21/10/2024 - 10:00
O Tribunal Superior de Justiça britânico examina, a partir desta segunda-feira (21), em Londres, se a mineradora australiana BHP, alvo de pedidos de indenizações de quase 47 bilhões de dólares (267 bilhões de reais), é responsável pelo desastre ambiental de 2015 em Mariana, Minas Gerais.
Em um processo que pode prosseguir até março 2025, e que começou no Tribunal de Tecnologia e Construção, em Londres, a ‘High Court of Justice’ analisará o rompimento da barragem de Fundão, em Mariana, em 2015, pelo qual 620 mil vítimas reclamam a quantia de 36 bilhões de libras (US$ 46,8 bilhões) à BHP.
“Aqui, a justiça será feita e eles serão punidos por seu crime. Não acredito que isto aconteça no Brasil”, disse Ana Paula Alexandre, 49 anos, à AFP pouco antes do início do julgamento.
O marido dela, Edinaldo Oliveira de Assis, trabalhava na barragem e foi uma das 19 vítimas fatais da tragédia.
Ana Paula aguardava muito pelo julgamento, que começou nesta segunda-feira às 10h30 locais (6h30 de Brasília), porque afirma “não ter a impressão de ser ouvida no Brasil”.
O rompimento da barragem de Fundão (Mariana, Minas Gerais) aconteceu em 5 de novembro de 2015 e liberou mais de 40 milhões de metros cúbicos de rejeitos minerais altamente poluentes.
A lama percorreu 650 quilômetros pelo Rio Doce, atingiu o Atlântico, devastou localidades, matou 19 pessoas e deixou mais de 600 pessoas sem suas casas, devastando a flora e a fauna.
O povo indígena krenak está entre os mais de 620 mil participantes, além de 46 municípios, na ação coletiva, a maior apresentada na história judicial britânica.
Oito vítimas, que viajaram a Londres para acompanhar o início do julgamento, estavam nesta segunda-feira na entrada do tribunal.
Algumas delas, com trajes tradicionais, utilizaram um megafone para exigir “justiça para Mariana”.
“No Brasil, as mineradoras são muito poderosas e têm grande influência na política. Espero que a justiça seja feita aqui. No Brasil, não há remédio”, disse Gelvana Rodrigues, 37 anos, que perdeu o filho de 7 anos na tragédia.
A BHP está no alvo do processo porque é coproprietária, ao lado do grupo brasileiro Vale, da mineradora brasileira Samarco, que administra a barragem.

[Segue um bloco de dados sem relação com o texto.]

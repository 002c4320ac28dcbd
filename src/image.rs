//! Flat 2D images addressed by integer texel coordinates
//!
//! Storage is row-major: index = y * width + x. Reads go through `load`
//! (integer fetch) or `sample_equirect` (bilinear, longitude wraps,
//! colatitude clamps). Writes go through `store`.

use crate::color::{Rgba, Texel};

/// Integer coordinate of one texel / one dispatch invocation
#[derive(Debug, Clone, Copy, PartialEq, Eq, Hash, Default)]
pub struct TexelCoord {
    pub x: i32,
    pub y: i32,
}

impl TexelCoord {
    pub const fn new(x: i32, y: i32) -> Self {
        TexelCoord { x, y }
    }

    /// Offset by `step` times `axis`
    #[inline]
    pub const fn offset(self, axis: (i32, i32), step: i32) -> Self {
        TexelCoord {
            x: self.x + axis.0 * step,
            y: self.y + axis.1 * step,
        }
    }
}

/// Extent of an image or of the valid region of a dispatch
#[derive(Debug, Clone, Copy, PartialEq, Eq, Hash, Default)]
pub struct ImageSize {
    pub width: u32,
    pub height: u32,
}

impl ImageSize {
    pub const fn new(width: u32, height: u32) -> Self {
        ImageSize { width, height }
    }

    pub const fn texel_count(self) -> usize {
        self.width as usize * self.height as usize
    }

    #[inline]
    pub const fn contains(self, coord: TexelCoord) -> bool {
        coord.x >= 0
            && coord.y >= 0
            && (coord.x as i64) < self.width as i64
            && (coord.y as i64) < self.height as i64
    }

    /// True when every texel within `margin` of `coord` on both axes is inside
    #[inline]
    pub const fn contains_with_margin(self, coord: TexelCoord, margin: i32) -> bool {
        self.contains(TexelCoord::new(coord.x - margin, coord.y - margin))
            && self.contains(TexelCoord::new(coord.x + margin, coord.y + margin))
    }
}

/// A 2D grid of texels of type `T`
#[derive(Debug, Clone, PartialEq)]
pub struct Image<T: Texel> {
    data: Vec<T>,
    size: ImageSize,
}

impl<T: Texel> Image<T> {
    /// New image with every texel at `T::default()`
    pub fn new(width: u32, height: u32) -> Self {
        Self::filled(width, height, T::default())
    }

    pub fn filled(width: u32, height: u32, value: T) -> Self {
        let size = ImageSize::new(width, height);
        Image {
            data: vec![value; size.texel_count()],
            size,
        }
    }

    /// Build an image by evaluating `f(x, y)` for every texel
    pub fn from_fn(width: u32, height: u32, mut f: impl FnMut(u32, u32) -> T) -> Self {
        let size = ImageSize::new(width, height);
        let mut data = Vec::with_capacity(size.texel_count());
        for y in 0..height {
            for x in 0..width {
                data.push(f(x, y));
            }
        }
        Image { data, size }
    }

    /// Wrap row-major texel data. Returns `None` if the length does not match.
    pub fn from_vec(width: u32, height: u32, data: Vec<T>) -> Option<Self> {
        let size = ImageSize::new(width, height);
        (data.len() == size.texel_count()).then_some(Image { data, size })
    }

    #[inline]
    pub fn width(&self) -> u32 {
        self.size.width
    }

    #[inline]
    pub fn height(&self) -> u32 {
        self.size.height
    }

    #[inline]
    pub fn size(&self) -> ImageSize {
        self.size
    }

    #[inline]
    fn index(&self, coord: TexelCoord) -> usize {
        debug_assert!(
            self.size.contains(coord),
            "texel {:?} outside image {:?}",
            coord,
            self.size
        );
        coord.y as usize * self.size.width as usize + coord.x as usize
    }

    /// Integer texel fetch. The coordinate must be inside the image.
    #[inline]
    pub fn load(&self, coord: TexelCoord) -> T {
        self.data[self.index(coord)]
    }

    #[inline]
    pub fn store(&mut self, coord: TexelCoord, value: T) {
        let idx = self.index(coord);
        self.data[idx] = value;
    }

    #[inline]
    pub fn get(&self, x: u32, y: u32) -> T {
        self.load(TexelCoord::new(x as i32, y as i32))
    }

    pub fn as_slice(&self) -> &[T] {
        &self.data
    }

    pub(crate) fn as_mut_slice(&mut self) -> &mut [T] {
        &mut self.data
    }

    pub fn into_vec(self) -> Vec<T> {
        self.data
    }

    /// Copy texels out with the layout adapted to `U`
    pub fn convert<U: Texel>(&self) -> Image<U> {
        Image {
            data: self.data.iter().map(|t| U::from_rgba(t.to_rgba())).collect(),
            size: self.size,
        }
    }

    /// Bilinear sample of an equirectangular map at normalized `uv`.
    ///
    /// Texel centers sit at `(i + 0.5) / width`. The longitude axis (u)
    /// wraps around the seam; the colatitude axis (v) clamps at the poles.
    pub fn sample_equirect(&self, u: f32, v: f32) -> Rgba {
        let (w, h) = (self.size.width as i32, self.size.height as i32);
        if w == 0 || h == 0 {
            return Rgba::zero();
        }

        // One period of u and a clamped v keep the texel indices small
        let u = u.rem_euclid(1.0);
        let v = v.clamp(0.0, 1.0);
        let px = u * w as f32 - 0.5;
        let py = v * h as f32 - 0.5;
        let x0 = px.floor();
        let y0 = py.floor();
        let fx = px - x0;
        let fy = py - y0;

        let x0 = x0 as i32;
        let y0 = y0 as i32;
        let xa = x0.rem_euclid(w);
        let xb = (x0 + 1).rem_euclid(w);
        let ya = y0.clamp(0, h - 1);
        let yb = (y0 + 1).clamp(0, h - 1);

        let fetch = |x: i32, y: i32| self.load(TexelCoord::new(x, y)).to_rgba();
        let top = fetch(xa, ya) * (1.0 - fx) + fetch(xb, ya) * fx;
        let bottom = fetch(xa, yb) * (1.0 - fx) + fetch(xb, yb) * fx;
        top * (1.0 - fy) + bottom * fy
    }
}

#[cfg(test)]
mod tests {
    use super::*;

    #[test]
    fn test_row_major_layout() {
        let img = Image::<f32>::from_fn(3, 2, |x, y| (y * 10 + x) as f32);
        assert_eq!(img.as_slice(), &[0.0, 1.0, 2.0, 10.0, 11.0, 12.0]);
        assert_eq!(img.get(2, 1), 12.0);
    }

    #[test]
    fn test_store_and_load() {
        let mut img = Image::<[f32; 2]>::new(4, 4);
        img.store(TexelCoord::new(1, 3), [0.5, 2.0]);
        assert_eq!(img.load(TexelCoord::new(1, 3)), [0.5, 2.0]);
        assert_eq!(img.load(TexelCoord::new(3, 1)), [0.0, 0.0]);
    }

    #[test]
    fn test_from_vec_rejects_wrong_length() {
        assert!(Image::<f32>::from_vec(2, 2, vec![0.0; 3]).is_none());
        assert!(Image::<f32>::from_vec(2, 2, vec![0.0; 4]).is_some());
    }

    #[test]
    fn test_contains_with_margin() {
        let size = ImageSize::new(10, 6);
        assert!(size.contains_with_margin(TexelCoord::new(2, 2), 2));
        assert!(!size.contains_with_margin(TexelCoord::new(1, 2), 2));
        assert!(!size.contains_with_margin(TexelCoord::new(8, 2), 2));
        assert!(size.contains_with_margin(TexelCoord::new(7, 3), 2));
        assert!(!size.contains_with_margin(TexelCoord::new(7, 4), 2));
        assert!(!size.contains(TexelCoord::new(-1, 0)));
    }

    #[test]
    fn test_sample_at_texel_center_is_exact() {
        let img = Image::<f32>::from_fn(4, 2, |x, y| (x + 4 * y) as f32);
        // Center of texel (2, 1)
        let s = img.sample_equirect(2.5 / 4.0, 1.5 / 2.0);
        assert!((s.r - 6.0).abs() < 1e-5);
    }

    #[test]
    fn test_sample_wraps_longitude() {
        let img = Image::<f32>::from_fn(4, 1, |x, _| if x == 0 { 1.0 } else if x == 3 { 3.0 } else { 0.0 });
        // u = 0 lies halfway between the centers of texel 3 and texel 0
        let s = img.sample_equirect(0.0, 0.5);
        assert!((s.r - 2.0).abs() < 1e-5);
    }

    #[test]
    fn test_sample_clamps_colatitude() {
        let img = Image::<f32>::from_fn(1, 2, |_, y| if y == 0 { 5.0 } else { 1.0 });
        assert!((img.sample_equirect(0.5, 0.0).r - 5.0).abs() < 1e-5);
        assert!((img.sample_equirect(0.5, 1.0).r - 1.0).abs() < 1e-5);
    }

    #[test]
    fn test_sample_far_outside_one_period() {
        let img = Image::<f32>::from_fn(4, 2, |x, y| (x + 4 * y) as f32);
        let inside = img.sample_equirect(0.3, 0.4);
        let shifted = img.sample_equirect(7.3, 0.4);
        assert!((inside.r - shifted.r).abs() < 1e-3);

        // Must not overflow the texel index arithmetic
        let _ = img.sample_equirect(f32::INFINITY, 0.5);
        let _ = img.sample_equirect(f32::NAN, f32::NEG_INFINITY);
        assert!(img.sample_equirect(1e12, 0.5).r.is_finite());
        assert!((img.sample_equirect(0.5, -3.0).r - img.sample_equirect(0.5, 0.0).r).abs() < 1e-6);
    }
}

Na época da tragédia, a BHP tinha duas sedes globais, uma em Londres, que a empresa não mantém mais, e outra na Austrália, onde está registrado seu domicílio atualmente.
Em julho, BHP e Vale concordaram em pagar cada uma 50% das eventuais indenizações nos processos abertos no Brasil, Austrália, Países Baixos e Reino Unido.
Em março de 2024, uma ação judicial foi apresentada nos Países Baixos contra a Vale e uma subsidiária holandesa da empresa, chamada Samarco Iron Ore Europe BV.
A BHP declara ser “consciente dos impactos” do desastre e afirma que mantém uma atitude “inabalável” no desejo de oferecer indenizações, mas ressalta que a ação britânica é “inútil”, por considerar que a questão “já está coberta” pelos processos no Brasil.
O grupo afirma que mais de 430 mil pessoas já receberam indenizações por meio da fundação Renova, que administra programas de indenização e reabilitação no Brasil, incluindo mais de 200 mil demandantes do julgamento em Londres.
“A maioria destes 200 mil recebeu apenas algumas centenas de libras”, disse Tom Goodhead, diretor do Pogust Goodhead, o escritório de advocacia londrino que defende os demandantes.
BHP e Vale elevaram na sexta-feira uma proposta de indenização global para 170 bilhões de reais (US$ 29,85 bilhões), com a esperança de encerrar a maior parte dos processos no Brasil. O valor ainda está em negociação.
“Não aceitei nenhuma indenização no Brasil”, afirmou Ana Paula Alexandre, que perdeu o marido na tragédia.
“Nenhuma quantia substituiria o que perdi. Mas o que me ofereceram estava longe de ser suficiente”, acrescentou.
Se o julgamento em Londres prosseguir até março, a decisão não deve ser anunciada antes do segundo trimestre de 2025, acredita a BHP.
Caso a responsabilidade da BHP seja reconhecida, outro julgamento será convocado, provavelmente no final de 2026, para avaliar o valor a ser pago a cada demandante.